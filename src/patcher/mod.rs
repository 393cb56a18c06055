//! # Patcher
//!
//! Patchers overwrite locations in memory and hand back a guard that can put the original bytes back

pub mod byte;
pub mod mem;

/// All patchers save state from where they patched and are able to revert on-command
///
/// # Safety
///
/// Patchers are inherently unsafe. The implementor must ensure that the implementation of `patch` works correctly and is properly documented for avoiding undefined behavior
pub unsafe trait Patcher {
    /// Error type that can occur when patching. If patching always succeeds, use [`Infallible`](std::convert::Infallible).
    type Error;
    /// Guard type for the patcher. When this guard is dropped, the location should be restored.
    type Guard<'a>: PatchGuard + 'a
    where
        Self: 'a;

    /// Patches a given location.
    ///
    /// # Safety
    ///
    /// This function is intended to be used on arbitrary memory addresses, but must be valid for the supplied patcher
    unsafe fn patch<'a>(
        &'a self,
        target: *mut u8,
        patch: &[u8],
    ) -> Result<Self::Guard<'a>, Self::Error>;
}

/// Guard for a patch
///
/// # Safety
///
/// Guard must fully unpatch the location when dropped, even if `restore` is not called
pub unsafe trait PatchGuard: Sized {
    /// Restores the original value of a patch
    fn restore(self) {
        // most implementations have their functionality in their [`Drop::drop`] implementation
    }

    /// The bytes that were at the location before it was patched
    fn original(&self) -> &[u8];

    /// Leaves the patch in place for good. The original bytes are lost.
    fn keep(self) {
        std::mem::forget(self);
    }
}
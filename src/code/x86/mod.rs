//! Near relative branches (`E8 rel32` / `E9 rel32`)
//!
//! The displacement is relative to the address right after the 5-byte instruction.
//! Only 32-bit displacements are generated, so the destination must be within ±2 GiB of the patch site.

use super::{EncodeError, InstructionBuffer};

/// `call rel32`
pub const CALL_REL32: u8 = 0xe8;
/// `jmp rel32`
pub const JMP_REL32: u8 = 0xe9;

/// Truncated displacement from `from` to `to`. Wraps instead of failing.
fn displacement(from: usize, to: usize) -> i32 {
    to.wrapping_sub(from).wrapping_sub(InstructionBuffer::LEN) as u32 as i32
}

/// Exact displacement from `from` to `to`, if it fits in 32 bits
fn checked_displacement(from: usize, to: usize) -> Result<i32, EncodeError> {
    let delta = (to as i128) - (from as i128) - InstructionBuffer::LEN as i128;
    i32::try_from(delta).map_err(|_| EncodeError::DisplacementOverflow { from, to })
}

/// Generates a near call at `from` that calls `to`.
///
/// Out-of-range displacements silently wrap; use [`try_make_near_call`] to reject them.
pub fn make_near_call(from: usize, to: usize) -> InstructionBuffer {
    InstructionBuffer::new(CALL_REL32, displacement(from, to))
}

/// Generates a near jmp at `from` that jumps to `to`.
///
/// Out-of-range displacements silently wrap; use [`try_make_near_jmp`] to reject them.
pub fn make_near_jmp(from: usize, to: usize) -> InstructionBuffer {
    InstructionBuffer::new(JMP_REL32, displacement(from, to))
}

/// Same as [`make_near_call`], but fails if `to` is out of range of `from`
pub fn try_make_near_call(from: usize, to: usize) -> Result<InstructionBuffer, EncodeError> {
    checked_displacement(from, to).map(|d| InstructionBuffer::new(CALL_REL32, d))
}

/// Same as [`make_near_jmp`], but fails if `to` is out of range of `from`
pub fn try_make_near_jmp(from: usize, to: usize) -> Result<InstructionBuffer, EncodeError> {
    checked_displacement(from, to).map(|d| InstructionBuffer::new(JMP_REL32, d))
}
//! # Near Hook
//!
//! This hook type uses a near `call`/`jmp` with a 32-bit displacement to redirect execution

use log::info;

use crate::{
    code::InstructionBuffer,
    patcher::{PatchGuard, Patcher},
    process::{read_bytes, CurrentProcess},
};

use super::{Branch, Hook, HookError, HookGuard, HookOptions, PatchSite};

/// Single-byte `nop`
const NOP: u8 = 0x90;

/// Near branch hook
///
/// The destination has to be within ±2 GiB of the site. No trampoline is built, so whatever
/// instructions the branch overwrites are gone until the hook is removed.
#[derive(Debug)]
pub struct NearHook<P> {
    /// Underlying patcher to be used to hook
    patcher: P,
    /// Branch written at the site
    branch: Branch,
    /// Install options
    options: HookOptions,
}
impl<P: Patcher> NearHook<P> {
    /// Creates a new near hook with default options
    pub fn new(patcher: P, branch: Branch) -> Self {
        Self::with_options(patcher, branch, HookOptions::default())
    }

    /// Creates a new near hook
    pub fn with_options(patcher: P, branch: Branch, options: HookOptions) -> Self {
        Self {
            patcher,
            branch,
            options,
        }
    }

    /// The bytes that would be written at `site` to reach `destination`
    pub fn assemble(&self, site: PatchSite, destination: usize) -> Result<Vec<u8>, HookError<P::Error>> {
        if site.len < InstructionBuffer::LEN {
            return Err(HookError::SiteTooShort {
                address: site.address,
                len: site.len,
            });
        }

        let code = if self.options.strict_displacement {
            self.branch.try_encode(site.address, destination)?
        } else {
            self.branch.encode(site.address, destination)
        };

        let mut patch = code.to_vec();
        if self.options.pad_with_nops {
            patch.resize(site.len, NOP);
        }
        Ok(patch)
    }
}
unsafe impl<P: Patcher> Hook for NearHook<P> {
    type Error = HookError<P::Error>;
    type Guard<'a> = NearHookGuard<P::Guard<'a>>
    where
        Self: 'a;

    unsafe fn hook(
        &self,
        site: PatchSite,
        destination: *const u8,
    ) -> Result<Self::Guard<'_>, Self::Error> {
        let destination = destination as usize;
        let patch = self.assemble(site, destination)?;

        let guard = self
            .patcher
            .patch(site.address as *mut u8, &patch)
            .map_err(HookError::Patch)?;

        if self.options.verify {
            let mut installed = vec![0; patch.len()];
            let transferred = read_bytes(&CurrentProcess, site.address, &mut installed);
            if installed != patch {
                // `guard` is dropped on the way out, which unpatches the site
                return Err(HookError::Verify {
                    address: site.address,
                    transferred,
                });
            }
        }

        info!(
            "hooked {:#x} with {} to {:#x}",
            site.address, self.branch, destination
        );
        Ok(NearHookGuard {
            guard: Some(guard),
            site,
            destination,
        })
    }
}

/// Guard for near hooks
pub struct NearHookGuard<G: PatchGuard> {
    /// Underlying patch guard that we're wrapping. `Option` so that [`NearHookGuard::keep`] can take it
    guard: Option<G>,
    /// Site that was hooked
    site: PatchSite,
    /// Where the site branches to
    destination: usize,
}
impl<G: PatchGuard> NearHookGuard<G> {
    /// Get the underlying patch guard in case info is needed
    pub fn patch(&self) -> Option<&G> {
        self.guard.as_ref()
    }

    /// The bytes the hook replaced
    pub fn original(&self) -> &[u8] {
        self.guard.as_ref().map(|g| g.original()).unwrap_or(&[])
    }

    /// Site that was hooked
    pub fn site(&self) -> PatchSite {
        self.site
    }

    /// Where the site branches to
    pub fn destination(&self) -> usize {
        self.destination
    }

    /// Leaves the hook installed for good
    pub fn keep(mut self) {
        if let Some(guard) = self.guard.take() {
            guard.keep();
        }
    }
}
unsafe impl<G: PatchGuard> HookGuard for NearHookGuard<G> {}

impl<G: PatchGuard> Drop for NearHookGuard<G> {
    fn drop(&mut self) {
        if let Some(guard) = self.guard.take() {
            guard.restore();
            info!("unhooked {:#x}", self.site.address);
        }
    }
}
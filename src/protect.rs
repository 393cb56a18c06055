//! # Protect
//!
//! Temporarily elevates a region to read+write+execute, runs a mutation, then puts the original protection back

use std::ops::Range;
use std::panic::{self, AssertUnwindSafe};

use log::debug;
use region::Protection;
use thiserror::Error;

/// Errors when changing memory protections around a mutation
#[derive(Debug, Error)]
pub enum ProtectError {
    /// The region could not be made writable. The mutation was not run.
    #[error("failed to elevate protection of {size:#x} bytes at {address:#x}")]
    Elevate {
        /// Start of the requested region
        address: usize,
        /// Size of the requested region
        size: usize,
        /// Underlying protection error
        #[source]
        source: region::Error,
    },
    /// The mutation ran but the original protection could not be put back.
    ///
    /// The region is left in an unknown protection state, so the enclosing patch must be treated as failed.
    #[error("failed to restore protection of {size:#x} bytes at {address:#x}")]
    Restore {
        /// Start of the requested region
        address: usize,
        /// Size of the requested region
        size: usize,
        /// Underlying protection error
        #[source]
        source: region::Error,
    },
    /// Zero-sized regions have no protection to change
    #[error("cannot change protection of an empty region at {0:#x}")]
    EmptyRegion(usize),
}

/// Protection flags captured before an elevation, one entry per mapped region overlapping the request
struct ProtectionToken {
    /// Page-aligned sub-ranges with the protection they had before elevation
    regions: Vec<(Range<usize>, Protection)>,
}

impl ProtectionToken {
    /// Records the protection of every page touched by `address..address + size`.
    ///
    /// Fails with [`region::Error::UnmappedRegion`] if any page in the range is not mapped.
    fn capture(address: *const u8, size: usize) -> Result<Self, region::Error> {
        let pages = page_range(address as usize, size);
        let mut regions = Vec::new();
        let mut covered = pages.start;

        for region in region::query_range(address, size)? {
            let region = region?;
            let range = region.as_range();
            if range.start > covered {
                // gap in the mapping
                return Err(region::Error::UnmappedRegion);
            }
            let start = range.start.max(pages.start);
            let end = range.end.min(pages.end);
            if start < end {
                regions.push((start..end, region.protection()));
                covered = end;
            }
        }

        if covered < pages.end {
            return Err(region::Error::UnmappedRegion);
        }
        Ok(Self { regions })
    }

    /// Puts every captured region back to its original protection.
    ///
    /// All regions are attempted even after a failure; the first error is returned.
    fn restore(self) -> Result<(), region::Error> {
        let mut result = Ok(());
        for (range, protection) in self.regions {
            // SAFETY: the range was mapped when captured and we only ever hand back its own flags
            let restored =
                unsafe { region::protect(range.start as *const u8, range.len(), protection) };
            if let Err(error) = restored {
                if result.is_ok() {
                    result = Err(error);
                }
            }
        }
        result
    }
}

/// Rounds `address..address + size` out to page boundaries
fn page_range(address: usize, size: usize) -> Range<usize> {
    let page_size = region::page::size();
    let start = address & !(page_size - 1);
    let end = address
        .saturating_add(size)
        .saturating_add(page_size - 1)
        & !(page_size - 1);
    start..end
}

/// Makes `address..address + size` read+write+execute, runs `mutation`, then restores the previous protection.
///
/// Returns `Ok(())` only when both the elevation and the restoration succeed.
/// The mutation's own outcome is not reported; capture a flag in the closure if it matters.
///
/// If elevation fails, `mutation` is never called.
/// If `mutation` panics, the previous protection is restored before the panic resumes.
///
/// This does not serialize against other threads. Two overlapping calls running at the same time can
/// interleave both protections and written bytes, so callers installing patches must take turns
/// (see [`PermissionWrapper`](crate::patcher::mem::PermissionWrapper)).
///
/// # Safety
///
/// - `address` must point into the caller's own address space
/// - changing protection affects whole pages; nothing else may rely on those pages' protection for the duration of the call
/// - `mutation` must only write within memory it is entitled to modify
pub unsafe fn scoped_protect<F>(address: *const u8, size: usize, mutation: F) -> Result<(), ProtectError>
where
    F: FnOnce(),
{
    if size == 0 {
        return Err(ProtectError::EmptyRegion(address as usize));
    }

    let elevate_error = |source| ProtectError::Elevate {
        address: address as usize,
        size,
        source,
    };
    let token = ProtectionToken::capture(address, size).map_err(elevate_error)?;
    region::protect(address, size, Protection::READ_WRITE_EXECUTE).map_err(elevate_error)?;
    debug!("elevated {:#x} bytes at {:p} to rwx", size, address);

    let outcome = panic::catch_unwind(AssertUnwindSafe(mutation));

    let restored = token.restore().map_err(|source| ProtectError::Restore {
        address: address as usize,
        size,
        source,
    });
    if restored.is_ok() {
        debug!("restored protection of {:#x} bytes at {:p}", size, address);
    }

    if let Err(payload) = outcome {
        panic::resume_unwind(payload);
    }
    restored
}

* Task: Considering only lines that hold the word "trait", work out how many appear in the listing above and give that number only.

* Answer to the exercise: 2